Uma equipa de investigadores da University of Birmingham (Reino Unido) identificou um novo biomarcador que poderá ajudar a prever quais as crianças com cancro pediátrico que têm maior probabilidade de beneficiar de uma determinada combinação de tratamentos.
Os resultados foram publicados na revista Clinical Cancer Research.
O estudo integrou o ensaio clínico eSMART e envolveu 70 crianças e jovens, das quais 66 receberam tratamento em centros do Reino Unido, França, Países Baixos e Espanha. Os participantes tinham tumores sólidos, incluindo sarcoma de Ewing, osteossarcoma, neuroblastoma, rabdomiossarcoma, nefroblastoma, meduloblastoma e carcinoma do plexo coroide.

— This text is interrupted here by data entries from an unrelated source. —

use std::env;
use std::path::{Path, PathBuf};
use std::sync::Arc;

use outpost_core::db::Database;
use outpost_core::models::{Mutation, SyncConflict};
use outpost_core::remote::SqliteRemoteStore;
use outpost_core::{SyncService, TenantContext, TenantId};
use serde::Serialize;

use crate::config_profiles::{normalize_text_option, CliProfile, CliProfilesConfig};
use crate::error::CliError;

/// Paths and tenant a command acts on, resolved from flags, env and profile
#[derive(Debug, Clone, PartialEq, Eq)]
pub struct SessionOptions {
    pub db_path: PathBuf,
    /// Remote store file given on the command line
    pub remote: Option<PathBuf>,
    pub tenant: Option<String>,
    pub profile: Option<String>,
}

/// An opened local database and remote store for one tenant
pub struct Session {
    pub ctx: TenantContext,
    pub sync: SyncService<SqliteRemoteStore>,
}

#[derive(Debug, Serialize)]
pub struct MutationItem {
    pub id: String,
    pub entity_type: String,
    pub entity_id: String,
    pub operation: String,
    pub status: String,
    pub retry_count: u32,
    pub last_error: Option<String>,
    pub timestamp: i64,
    pub timestamp_iso: String,
}

#[derive(Debug, Serialize)]
pub struct SyncConflictItem {
    pub id: i64,
    pub mutation_id: String,
    pub entity_type: String,
    pub entity_id: String,
    pub error: String,
    pub timestamp: i64,
    pub timestamp_iso: String,
    pub resolved: bool,
}

pub fn open_session(options: &SessionOptions) -> Result<Session, CliError> {
    let config = CliProfilesConfig::load().map_err(CliError::Config)?;
    let profile_name = config.resolve_profile_name(options.profile.as_deref());
    let profile = config.profile(&profile_name).cloned().unwrap_or_default();
    open_session_with_profile(options, &profile)
}

pub fn open_session_with_profile(
    options: &SessionOptions,
    profile: &CliProfile,
) -> Result<Session, CliError> {
    let tenant = resolve_tenant(options.tenant.clone(), profile)?;
    let ctx = TenantContext::new(TenantId::new(tenant)?);
    let remote_path = resolve_remote_path(options.remote.clone(), profile.remote_path.as_deref());

    for path in [&options.db_path, &remote_path] {
        if let Some(parent) = path.parent() {
            std::fs::create_dir_all(parent)?;
        }
    }

    let db = Database::open(&options.db_path)?;
    let remote = SqliteRemoteStore::open(&remote_path)?;
    tracing::debug!(
        tenant = %ctx.tenant_id(),
        db = %options.db_path.display(),
        remote = %remote_path.display(),
        "Opened session"
    );

    let sync = SyncService::new(db, Arc::new(remote), profile.sync_config());
    Ok(Session { ctx, sync })
}

pub fn resolve_tenant(explicit: Option<String>, profile: &CliProfile) -> Result<String, CliError> {
    normalize_text_option(explicit)
        .or_else(|| normalize_text_option(env::var("OUTPOST_TENANT").ok()))
        .or_else(|| profile.tenant_id())
        .ok_or(CliError::TenantNotConfigured)
}

pub fn resolve_db_path(cli_db_path: Option<PathBuf>) -> PathBuf {
    cli_db_path
        .or_else(|| env::var_os("OUTPOST_DB_PATH").map(PathBuf::from))
        .unwrap_or_else(default_db_path)
}

/// Remote store file: flag, then `OUTPOST_REMOTE_PATH`, then the profile
pub fn resolve_remote_path(cli_remote: Option<PathBuf>, profile: Option<&Path>) -> PathBuf {
    cli_remote
        .or_else(|| env::var_os("OUTPOST_REMOTE_PATH").map(PathBuf::from))
        .or_else(|| profile.map(Path::to_path_buf))
        .unwrap_or_else(default_remote_path)
}

fn data_dir() -> PathBuf {
    dirs::data_dir()
        .unwrap_or_else(env::temp_dir)
        .join("outpost")
}

pub fn default_db_path() -> PathBuf {
    data_dir().join("outpost.db")
}

pub fn default_remote_path() -> PathBuf {
    data_dir().join("remote.db")
}

pub fn mutation_to_item(mutation: &Mutation) -> MutationItem {
    MutationItem {
        id: mutation.id.to_string(),
        entity_type: mutation.entity_type.clone(),
        entity_id: mutation.entity_id.clone(),
        operation: mutation.operation.to_string(),
        status: mutation.status.to_string(),
        retry_count: mutation.retry_count,
        last_error: mutation.last_error.clone(),
        timestamp: mutation.timestamp,
        timestamp_iso: format_sync_timestamp(mutation.timestamp),
    }
}

pub fn format_mutation_lines(mutations: &[Mutation]) -> Vec<String> {
    mutations
        .iter()
        .map(|mutation| {
            let id = mutation.id.to_string();
            let short_id = id.chars().take(13).collect::<String>();
            let line = format!(
                "{short_id:<13}  {}  {:<6}  {:<13}  {}  {:<15}",
                format_sync_timestamp(mutation.timestamp),
                mutation.operation,
                mutation.entity_type,
                mutation.entity_id,
                mutation.status,
            );
            match &mutation.last_error {
                Some(error) => format!("{line}  retries={} ({error})", mutation.retry_count),
                None => line,
            }
        })
        .collect()
}

pub fn sync_conflict_to_item(conflict: &SyncConflict) -> SyncConflictItem {
    SyncConflictItem {
        id: conflict.id,
        mutation_id: conflict.mutation_id.clone(),
        entity_type: conflict.entity_type.clone(),
        entity_id: conflict.entity_id.clone(),
        error: conflict.error.clone(),
        timestamp: conflict.timestamp,
        timestamp_iso: format_sync_timestamp(conflict.timestamp),
        resolved: conflict.resolved,
    }
}

pub fn format_sync_conflict_lines(conflicts: &[SyncConflict]) -> Vec<String> {
    conflicts
        .iter()
        .map(|conflict| {
            let marker = if conflict.resolved { "resolved" } else { "open" };
            format!(
                "#{:<5} {}  {:<8}  {}={}  {}",
                conflict.id,
                format_sync_timestamp(conflict.timestamp),
                marker,
                conflict.entity_type,
                conflict.entity_id,
                conflict.error
            )
        })
        .collect()
}

pub fn format_sync_timestamp(timestamp_ms: i64) -> String {
    chrono::DateTime::from_timestamp_millis(timestamp_ms).map_or_else(
        || timestamp_ms.to_string(),
        |date_time| date_time.format("%Y-%m-%d %H:%M:%S UTC").to_string(),
    )
}

pub fn print_json<T: Serialize>(value: &T) -> Result<(), CliError> {
    println!("{}", serde_json::to_string_pretty(value)?);
    Ok(())
}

Um possível novo biomarcador
O objetivo da investigação foi avaliar a segurança e a eficácia da combinação de irinotecano, um medicamento de quimioterapia frequentemente utilizado em oncologia pediátrica, com um inibidor de PARP, um fármaco que bloqueia mecanismos de reparação do ADN já utilizado em alguns cancros do adulto.
Dos doentes tratados, 12 apresentaram benefício clínico, através da redução parcial ou completa do tumor ou da estabilização da doença durante mais de seis meses.
Os investigadores verificaram que as alterações genéticas inicialmente consideradas como possíveis preditoras da resposta ao tratamento não permitiam identificar quais os doentes que beneficiariam da terapêutica.
Em contrapartida, uma característica do genoma tumoral denominada aneuploidia revelou-se um indicador promissor. As crianças cujos tumores apresentavam um índice elevado de aneuploidia tiveram maior probabilidade de responder ao tratamento.
Rumo a tratamentos mais personalizados
Segundo os investigadores, esta é a primeira vez que o índice de aneuploidia é associado à resposta a um tratamento num ensaio clínico de cancro pediátrico.
Embora este marcador não esteja relacionado com um tipo específico de tumor, os resultados sugerem que poderá ajudar a identificar crianças que beneficiam de terapias baseadas em inibidores de PARP, independentemente do diagnóstico.
A equipa considera que serão necessários novos estudos para confirmar estes resultados e perceber se este biomarcador poderá também ser útil noutros ensaios clínicos com medicamentos dirigidos à reparação do ADN, tanto em crianças como em adultos.